## TASK STATEMENT
The number of lines holding "relayed" is all you should give; count them in the records below.

Data entries:
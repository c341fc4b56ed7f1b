use base64::Engine;
use base64::engine::general_purpose::{STANDARD, URL_SAFE_NO_PAD};
use http::HeaderMap;
use http::header::{AUTHORIZATION, COOKIE};
use std::collections::HashMap;
use std::fmt;

const BASE64_PREFIX: &str = "base64-";
// Browsers cap cookie size, so long sessions are split into `name.0`, `name.1`, ...
const MAX_CHUNKS: usize = 16;

/// Access token presented by the requester.
#[derive(Clone, PartialEq, Eq)]
pub struct Credentials {
    access_token: String,
}

impl fmt::Debug for Credentials {
    fn fmt(&self, f: &mut fmt::Formatter<'_>) -> fmt::Result {
        f.debug_struct("Credentials")
            .field("access_token", &"<redacted>")
            .finish()
    }
}

impl Credentials {
    pub fn new(access_token: impl Into<String>) -> Self {
        Credentials {
            access_token: access_token.into(),
        }
    }

    pub fn access_token(&self) -> &str {
        &self.access_token
    }

    /// Reads credentials from a bearer `Authorization` header, falling back to the
    /// session cookie when one is configured.
    pub fn from_headers(headers: &HeaderMap, session_cookie: Option<&str>) -> Option<Self> {
        if let Some(token) = bearer_token(headers) {
            return Some(Credentials::new(token));
        }

        let cookie_name = session_cookie?;
        let cookies = parse_cookies(headers);
        let raw = joined_cookie_value(&cookies, cookie_name)?;
        decode_session_value(&raw).map(Credentials::new)
    }
}

fn bearer_token(headers: &HeaderMap) -> Option<String> {
    let value = headers.get(AUTHORIZATION)?.to_str().ok()?;
    let (scheme, token) = value.split_once(' ')?;
    let token = token.trim();
    if scheme.eq_ignore_ascii_case("bearer") && !token.is_empty() {
        Some(token.to_string())
    } else {
        None
    }
}

fn parse_cookies(headers: &HeaderMap) -> HashMap<&str, &str> {
    headers
        .get_all(COOKIE)
        .iter()
        .filter_map(|value| value.to_str().ok())
        .flat_map(|value| value.split(';'))
        .filter_map(|pair| pair.split_once('='))
        .map(|(name, value)| (name.trim(), value.trim().trim_matches('"')))
        .collect()
}

fn joined_cookie_value(cookies: &HashMap<&str, &str>, name: &str) -> Option<String> {
    if let Some(value) = cookies.get(name) {
        return Some(value.to_string());
    }

    let mut joined = String::new();
    for idx in 0..MAX_CHUNKS {
        match cookies.get(format!("{name}.{idx}").as_str()) {
            Some(chunk) => joined.push_str(chunk),
            None => break,
        }
    }

    (!joined.is_empty()).then_some(joined)
}

/// Extracts the access token from a session cookie value. Accepts a `base64-`
/// prefixed payload, URL-encoded JSON, a JSON object with `access_token`, a JSON
/// array whose first element is the token, or the bare token.
fn decode_session_value(raw: &str) -> Option<String> {
    let decoded = match raw.strip_prefix(BASE64_PREFIX) {
        Some(encoded) => {
            let bytes = URL_SAFE_NO_PAD
                .decode(encoded.trim_end_matches('='))
                .or_else(|_| STANDARD.decode(encoded))
                .ok()?;
            String::from_utf8(bytes).ok()?
        }
        None => urlencoding::decode(raw).ok()?.into_owned(),
    };

    let token = match serde_json::from_str::<serde_json::Value>(&decoded) {
        Ok(serde_json::Value::Object(map)) => map.get("access_token")?.as_str()?.to_string(),
        Ok(serde_json::Value::Array(items)) => items.first()?.as_str()?.to_string(),
        Ok(serde_json::Value::String(token)) => token,
        Ok(_) => return None,
        Err(_) => decoded,
    };

    let token = token.trim();
    if token.is_empty() || token.contains(char::is_whitespace) {
        return None;
    }
    Some(token.to_string())
}

#[cfg(test)]
mod tests {
    use super::*;
    use http::HeaderValue;

    fn headers(pairs: &[(&'static str, &str)]) -> HeaderMap {
        let mut headers = HeaderMap::new();
        for (name, value) in pairs {
            headers.append(*name, HeaderValue::from_str(value).unwrap());
        }
        headers
    }

    #[test]
    fn test_bearer_header_wins() {
        let h = headers(&[
            ("authorization", "Bearer header-token"),
            ("cookie", "session=cookie-token"),
        ]);
        let creds = Credentials::from_headers(&h, Some("session")).unwrap();
        assert_eq!(creds.access_token(), "header-token");

        let h = headers(&[("authorization", "Basic dXNlcjpwYXNz")]);
        assert_eq!(Credentials::from_headers(&h, None), None);
    }

    #[test]
    fn test_cookie_requires_configured_name() {
        let h = headers(&[("cookie", "session=cookie-token")]);
        assert_eq!(Credentials::from_headers(&h, None), None);
        assert_eq!(Credentials::from_headers(&h, Some("other")), None);

        let creds = Credentials::from_headers(&h, Some("session")).unwrap();
        assert_eq!(creds.access_token(), "cookie-token");
    }

    #[test]
    fn test_json_and_base64_cookie_values() {
        let json = r#"{"access_token":"jwt-1","refresh_token":"r"}"#;
        let encoded = format!("base64-{}", URL_SAFE_NO_PAD.encode(json));
        let cookie = format!("theme=dark; sb-ref-auth-token={encoded}");
        let h = headers(&[("cookie", cookie.as_str())]);
        let creds = Credentials::from_headers(&h, Some("sb-ref-auth-token")).unwrap();
        assert_eq!(creds.access_token(), "jwt-1");

        let url_encoded = urlencoding::encode(r#"["jwt-2","refresh",null]"#).into_owned();
        let cookie = format!("sb-ref-auth-token={url_encoded}");
        let h = headers(&[("cookie", cookie.as_str())]);
        let creds = Credentials::from_headers(&h, Some("sb-ref-auth-token")).unwrap();
        assert_eq!(creds.access_token(), "jwt-2");
    }

    #[test]
    fn test_chunked_cookie() {
        let json = r#"{"access_token":"chunked-jwt"}"#;
        let encoded = format!("base64-{}", URL_SAFE_NO_PAD.encode(json));
        let (first, second) = encoded.split_at(10);
        let first = format!("sb-ref-auth-token.0={first}");
        let second = format!("sb-ref-auth-token.1={second}");
        let h = headers(&[("cookie", first.as_str()), ("cookie", second.as_str())]);
        let creds = Credentials::from_headers(&h, Some("sb-ref-auth-token")).unwrap();
        assert_eq!(creds.access_token(), "chunked-jwt");
    }

    #[test]
    fn test_unusable_cookie_values() {
        assert_eq!(decode_session_value(""), None);
        assert_eq!(decode_session_value("base64-!!!"), None);
        assert_eq!(decode_session_value(r#"{"refresh_token":"r"}"#), None);
        assert_eq!(decode_session_value("42"), None);
    }

    #[test]
    fn test_debug_redacts_token() {
        let creds = Credentials::new("secret");
        assert!(!format!("{creds:?}").contains("secret"));
    }
}
use crate::errors::PreviewError;
use crate::resolver::{Resolution, UpstreamResponse};
use bytes::Bytes;
use http::header::{CACHE_CONTROL, CONTENT_TYPE, HeaderName, HeaderValue, X_FRAME_OPTIONS};
use http::{Response, StatusCode};

pub const UPSTREAM_HEADER: HeaderName = HeaderName::from_static("x-preview-upstream");
pub const PROJECT_HEADER: HeaderName = HeaderName::from_static("x-preview-project");
pub const PORT_HEADER: HeaderName = HeaderName::from_static("x-preview-port");

const DEFAULT_CONTENT_TYPE: &str = "text/html";

/// What the relayed response reports about its origin.
pub struct RelayContext<'a> {
    pub project_id: &'a str,
    pub port: Option<u16>,
    pub cache_max_age_secs: u64,
}

/// JSON error body understood by the web client: `{"error": "..."}`.
pub fn json_error(status: StatusCode, message: &str) -> Response<Bytes> {
    let body = serde_json::json!({ "error": message }).to_string();
    let mut response = Response::new(Bytes::from(body));
    *response.status_mut() = status;
    response
        .headers_mut()
        .insert(CONTENT_TYPE, HeaderValue::from_static("application/json"));
    response
}

/// Turns a resolution into the response sent to the caller.
///
/// Only one upstream body is ever relayed. Error statuses become JSON errors
/// with the same status, and failures without any upstream response become a
/// generic 500 (or 504 when the time budget ran out) with the cause logged here.
pub fn relay(resolution: Resolution, ctx: &RelayContext<'_>) -> Response<Bytes> {
    match resolution {
        Resolution::Accepted(upstream) => relay_body(upstream, ctx),
        Resolution::Problem(upstream) if upstream.status.is_success() => relay_body(upstream, ctx),
        Resolution::Problem(upstream) => {
            tracing::info!(
                project_id = ctx.project_id,
                url = %upstream.url,
                status = %upstream.status,
                "Relaying upstream error"
            );
            let message = match upstream.status {
                StatusCode::NOT_FOUND => "Preview asset not found".to_string(),
                status => format!("Upstream returned {}", status.as_u16()),
            };
            json_error(upstream.status, &message)
        }
        Resolution::Failed(PreviewError::UpstreamTimeout) => {
            json_error(StatusCode::GATEWAY_TIMEOUT, "Preview upstream timed out")
        }
        Resolution::Failed(e) => {
            tracing::error!(project_id = ctx.project_id, error = %e, "Failed to fetch preview");
            json_error(StatusCode::INTERNAL_SERVER_ERROR, "Failed to fetch preview")
        }
    }
}

fn relay_body(upstream: UpstreamResponse, ctx: &RelayContext<'_>) -> Response<Bytes> {
    let mut response = Response::new(upstream.body);
    let headers = response.headers_mut();

    let content_type = upstream
        .content_type
        .as_deref()
        .and_then(|ct| HeaderValue::from_str(ct).ok())
        .unwrap_or_else(|| HeaderValue::from_static(DEFAULT_CONTENT_TYPE));
    headers.insert(CONTENT_TYPE, content_type);

    if let Ok(cache_control) =
        HeaderValue::from_str(&format!("public, max-age={}", ctx.cache_max_age_secs))
    {
        headers.insert(CACHE_CONTROL, cache_control);
    }
    headers.insert(X_FRAME_OPTIONS, HeaderValue::from_static("SAMEORIGIN"));

    if let Ok(url) = HeaderValue::from_str(&upstream.url) {
        headers.insert(UPSTREAM_HEADER, url);
    }
    if let Ok(project_id) = HeaderValue::from_str(ctx.project_id) {
        headers.insert(PROJECT_HEADER, project_id);
    }
    if let Some(port) = ctx.port {
        headers.insert(PORT_HEADER, HeaderValue::from(port));
    }

    response
}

## RESPONSE TO THIS TASK
2